Plasma Dice After Grind

Wafer dicing, or die singulation, is generally carried out using conventional blade, or laser, technology. However, these methods have inherent limitations which can be overcome by using dry etch techniques.  With more than 1100 modules in use for DRIE Si etching, SPTS is widely accepted as the market leader in silicon DRIE for MEMS and Advanced Packaging; we are now bringing that capability to wafer dicing.
 
Plasma dicing can either occur before grinding (DBG - Dice Before Grind) or after grinding (DAG – Dice After Grind). 
 
There are many benefits when using plasma etch to separate die.  SPTS’s DRIE technology allows designers to reduce dicing lane widths, remove damage exclusion zones and adopt flexible approaches to die shape and layout.  All of which increases the number of die that can be arranged on a wafer. 
 
Plasma dicing is a parallel activity, rather than a serial activity as with blade or laser techniques. Therefore, as the number of die and associated dicing lanes increases, the throughput gap between mechanical and plasma singulation widens.  Furthermore, by eliminating the abrasion, vibration and heat generation aspects of mechanical singulation techniques, die singulated by plasma etch will have greater die strength and likely to have increased reliability and lifetimes.  All of this adds up to significant gains in terms of throughput, die output and yields.
 
Example of alternative die shapes
Bumped die on tape singulated using plasma dicing
 
In DAG schemes, the thinned wafer is placed onto taped frames and the die are singulated by etching through to the tape.  This method requires careful process control to prevent notching at the silicon-tape interface, and tape damage on exposure to the plasma.
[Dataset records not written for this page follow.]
use crate::types::DbId;

/// Domain-level error type shared across the workspace.
///
/// Batch-aborting errors only. Per-row reconciliation failures use
/// [`RowError`] instead, which is caught at the row boundary and recorded in
/// the batch ledger rather than propagated.
#[derive(Debug, thiserror::Error)]
pub enum CoreError {
    #[error("Entity not found: {entity} with id {id}")]
    NotFound { entity: &'static str, id: DbId },

    #[error("Validation failed: {0}")]
    Validation(String),

    #[error("Malformed input: {0}")]
    MalformedInput(String),

    #[error("Invalid asset status: {0}")]
    InvalidStatus(String),

    #[error("Unauthorized: {0}")]
    Unauthorized(String),

    #[error("Internal error: {0}")]
    Internal(String),
}

/// A failure confined to a single import row.
///
/// Rendered as `"Row N: <message>"` with 1-based row numbers, matching what
/// operators see in the batch error list.
#[derive(Debug, Clone, PartialEq, Eq, thiserror::Error)]
#[error("Row {row}: {message}")]
pub struct RowError {
    pub row: usize,
    pub message: String,
}

impl RowError {
    pub fn new(row: usize, message: impl Into<String>) -> Self {
        Self {
            row,
            message: message.into(),
        }
    }
}

#[cfg(test)]
mod tests {
    use super::*;

    #[test]
    fn test_row_error_display() {
        let err = RowError::new(3, "invalid cost value 'abc'");
        assert_eq!(err.to_string(), "Row 3: invalid cost value 'abc'");
    }

    #[test]
    fn test_not_found_display() {
        let err = CoreError::NotFound {
            entity: "Asset",
            id: 42,
        };
        assert_eq!(err.to_string(), "Entity not found: Asset with id 42");
    }
}
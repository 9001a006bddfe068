pub mod asset;
pub mod asset_event;
pub mod assignment;
pub mod import_job;
pub mod reference;
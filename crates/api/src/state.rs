use std::sync::Arc;

use crate::config::ServerConfig;

/// Shared application state available to all Axum handlers via `State<AppState>`.
///
/// This is cheaply cloneable (inner data is behind `Arc` or is already `Clone`).
#[derive(Clone)]
pub struct AppState {
    /// Database connection pool.
    pub pool: fleetdesk_db::DbPool,
    /// Server configuration.
    pub config: Arc<ServerConfig>,
}
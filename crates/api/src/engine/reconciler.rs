//! The idempotent dedup-and-upsert reconciler.
//!
//! Processes one import batch as a strict in-order loop over rows. Each row
//! is projected into a typed patch, its reference names resolved, then
//! matched against existing assets by tag-or-serial; the row either creates
//! a new asset or COALESCE-merges into the match. Every row commits before
//! the next begins, so a later row can observe and update an asset created
//! earlier in the same batch (within-batch dedup relies on this).
//!
//! Failure isolation is the defining property: a row failure is recorded in
//! the batch ledger and the loop continues. Only job bookkeeping failures
//! abort the batch.
//!
//! Known limit: two concurrent batches (or a batch racing a manual edit)
//! targeting the same tag/serial are not serialized against each other and
//! can create duplicate assets. The soft-identity match is an application
//! heuristic, not a database constraint.

use std::collections::HashMap;

use serde::Serialize;
use serde_json::{json, Map, Value};

use fleetdesk_core::error::RowError;
use fleetdesk_core::ledger::{BatchLedger, ImportJobStatus, ImportStats};
use fleetdesk_core::reconcile::{project_row, AssetRowPatch};
use fleetdesk_core::types::DbId;
use fleetdesk_db::models::asset_event::{NewAssetEvent, EVENT_CREATED};
use fleetdesk_db::models::reference::ReferenceKind;
use fleetdesk_db::repositories::{
    AssetEventRepo, AssetRepo, ImportJobRepo, ReferenceRepo, ResolvedRefs,
};
use fleetdesk_db::DbPool;

use crate::error::AppError;
use crate::middleware::tenant::TenantContext;

/// Outcome of a whole import batch, returned to the caller.
#[derive(Debug, Serialize)]
pub struct ImportRunResult {
    pub job_id: DbId,
    pub status: ImportJobStatus,
    pub stats: ImportStats,
    /// At most the first 10 row errors; `stats.failed` is the true count.
    pub errors: Vec<String>,
    /// Model/vendor/location names that did not resolve and were dropped
    /// to null.
    pub unresolved_references: u32,
}

enum RowOutcome {
    Created,
    Updated,
}

/// Run one import batch to completion. No cancellation path: once started,
/// the batch runs over every row.
pub async fn run_import(
    pool: &DbPool,
    ctx: &TenantContext,
    source: &str,
    rows: &[Map<String, Value>],
    mapping: &HashMap<String, String>,
) -> Result<ImportRunResult, AppError> {
    let job = ImportJobRepo::create(
        pool,
        ctx.tenant_id,
        source,
        rows.len() as i32,
        ctx.actor_user_id,
    )
    .await?;

    tracing::info!(
        job_id = job.id,
        tenant_id = ctx.tenant_id,
        total_rows = rows.len(),
        source,
        "Starting asset import batch"
    );

    let mut ledger = BatchLedger::new();

    for (index, raw) in rows.iter().enumerate() {
        let row_number = index + 1;
        match reconcile_row(pool, ctx, row_number, raw, mapping, &mut ledger).await {
            Ok(RowOutcome::Created) => ledger.record_created(),
            Ok(RowOutcome::Updated) => ledger.record_updated(),
            Err(err) => {
                tracing::warn!(
                    job_id = job.id,
                    tenant_id = ctx.tenant_id,
                    row = row_number,
                    error = %err,
                    "Import row failed"
                );
                ledger.record_failure(&err);
            }
        }
    }

    let outcome = ledger.finalize(rows.len() as u32);
    let error_text = if outcome.errors.is_empty() {
        None
    } else {
        Some(outcome.errors.join("; "))
    };

    let job = ImportJobRepo::complete(
        pool,
        job.id,
        outcome.status,
        &outcome.stats,
        error_text.as_deref(),
    )
    .await?;

    tracing::info!(
        job_id = job.id,
        tenant_id = ctx.tenant_id,
        status = %outcome.status,
        created = outcome.stats.created,
        updated = outcome.stats.updated,
        failed = outcome.stats.failed,
        "Import batch complete"
    );

    Ok(ImportRunResult {
        job_id: job.id,
        status: outcome.status,
        stats: outcome.stats,
        errors: outcome.errors,
        unresolved_references: outcome.unresolved_references,
    })
}

/// Reconcile a single row: project, resolve, match, then create or merge.
async fn reconcile_row(
    pool: &DbPool,
    ctx: &TenantContext,
    row_number: usize,
    raw: &Map<String, Value>,
    mapping: &HashMap<String, String>,
    ledger: &mut BatchLedger,
) -> Result<RowOutcome, RowError> {
    let patch = project_row(row_number, raw, mapping)?;
    let refs = resolve_references(pool, ctx.tenant_id, row_number, &patch, ledger).await?;

    // Soft-identity match: first asset in the tenant sharing the row's tag
    // or serial. Rows with neither always create.
    if patch.has_identity() {
        let existing = AssetRepo::find_by_tag_or_serial(
            pool,
            ctx.tenant_id,
            patch.tag.as_deref(),
            patch.serial.as_deref(),
        )
        .await
        .map_err(|e| db_row_error(row_number, &e))?;

        if let Some(asset) = existing {
            AssetRepo::merge_import_fields(pool, ctx.tenant_id, asset.id, &patch, refs)
                .await
                .map_err(|e| db_row_error(row_number, &e))?;
            return Ok(RowOutcome::Updated);
        }
    }

    let asset = AssetRepo::insert_imported(pool, ctx.tenant_id, &patch, refs)
        .await
        .map_err(|e| db_row_error(row_number, &e))?;

    AssetEventRepo::insert(
        pool,
        &NewAssetEvent {
            asset_id: asset.id,
            tenant_id: ctx.tenant_id,
            event_type: EVENT_CREATED,
            from_status: None,
            to_status: Some(asset.status.clone()),
            actor_user_id: ctx.actor_user_id,
            payload: json!({ "source": "import" }),
        },
    )
    .await
    .map_err(|e| db_row_error(row_number, &e))?;

    Ok(RowOutcome::Created)
}

/// Resolve model/vendor/location names to ids.
///
/// An unresolvable name is not a row error: the reference is dropped to
/// null and counted so operators can see the data loss. The resolver never
/// creates entities.
async fn resolve_references(
    pool: &DbPool,
    tenant_id: DbId,
    row_number: usize,
    patch: &AssetRowPatch,
    ledger: &mut BatchLedger,
) -> Result<ResolvedRefs, RowError> {
    let mut refs = ResolvedRefs::default();

    if let Some(name) = patch.model_name.as_deref() {
        refs.model_id = ReferenceRepo::resolve(pool, tenant_id, ReferenceKind::Model, name)
            .await
            .map_err(|e| db_row_error(row_number, &e))?;
        if refs.model_id.is_none() {
            ledger.record_unresolved_reference();
        }
    }
    if let Some(name) = patch.vendor_name.as_deref() {
        refs.vendor_id = ReferenceRepo::resolve(pool, tenant_id, ReferenceKind::Vendor, name)
            .await
            .map_err(|e| db_row_error(row_number, &e))?;
        if refs.vendor_id.is_none() {
            ledger.record_unresolved_reference();
        }
    }
    if let Some(name) = patch.location_name.as_deref() {
        refs.location_id = ReferenceRepo::resolve(pool, tenant_id, ReferenceKind::Location, name)
            .await
            .map_err(|e| db_row_error(row_number, &e))?;
        if refs.location_id.is_none() {
            ledger.record_unresolved_reference();
        }
    }

    Ok(refs)
}

fn db_row_error(row_number: usize, err: &sqlx::Error) -> RowError {
    RowError::new(row_number, err.to_string())
}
SPTS has a patented end-point detection solution, Sentinel™, capable of indicating the point at which the tape is reached, even for extremely low exposed silicon areas.  This enables the process conditions to be adjusted during the short over-etch period used to complete the etch across the whole wafer.  To further help eliminate notching, SPTS has a patented solution which uses RF pulsing, originally developed for etching MEMS devices on SOI wafers. This prevents the build-up of charge on the non-conducting tape and reduces deflection of ions into the sidewall.  Recent investigation has proved that reduced notching equates to higher die strength.  In fact, plasma etched die processed without this notch control are weaker than mechanically diced samples[1].
 
SPTS has successfully demonstrated plasma dicing using a variety of commonly used tapes. 
 
The SPTS system recommended for DAG is our Mosaic™ fxP Rapier, which is compatible with framed wafers up to 300mm.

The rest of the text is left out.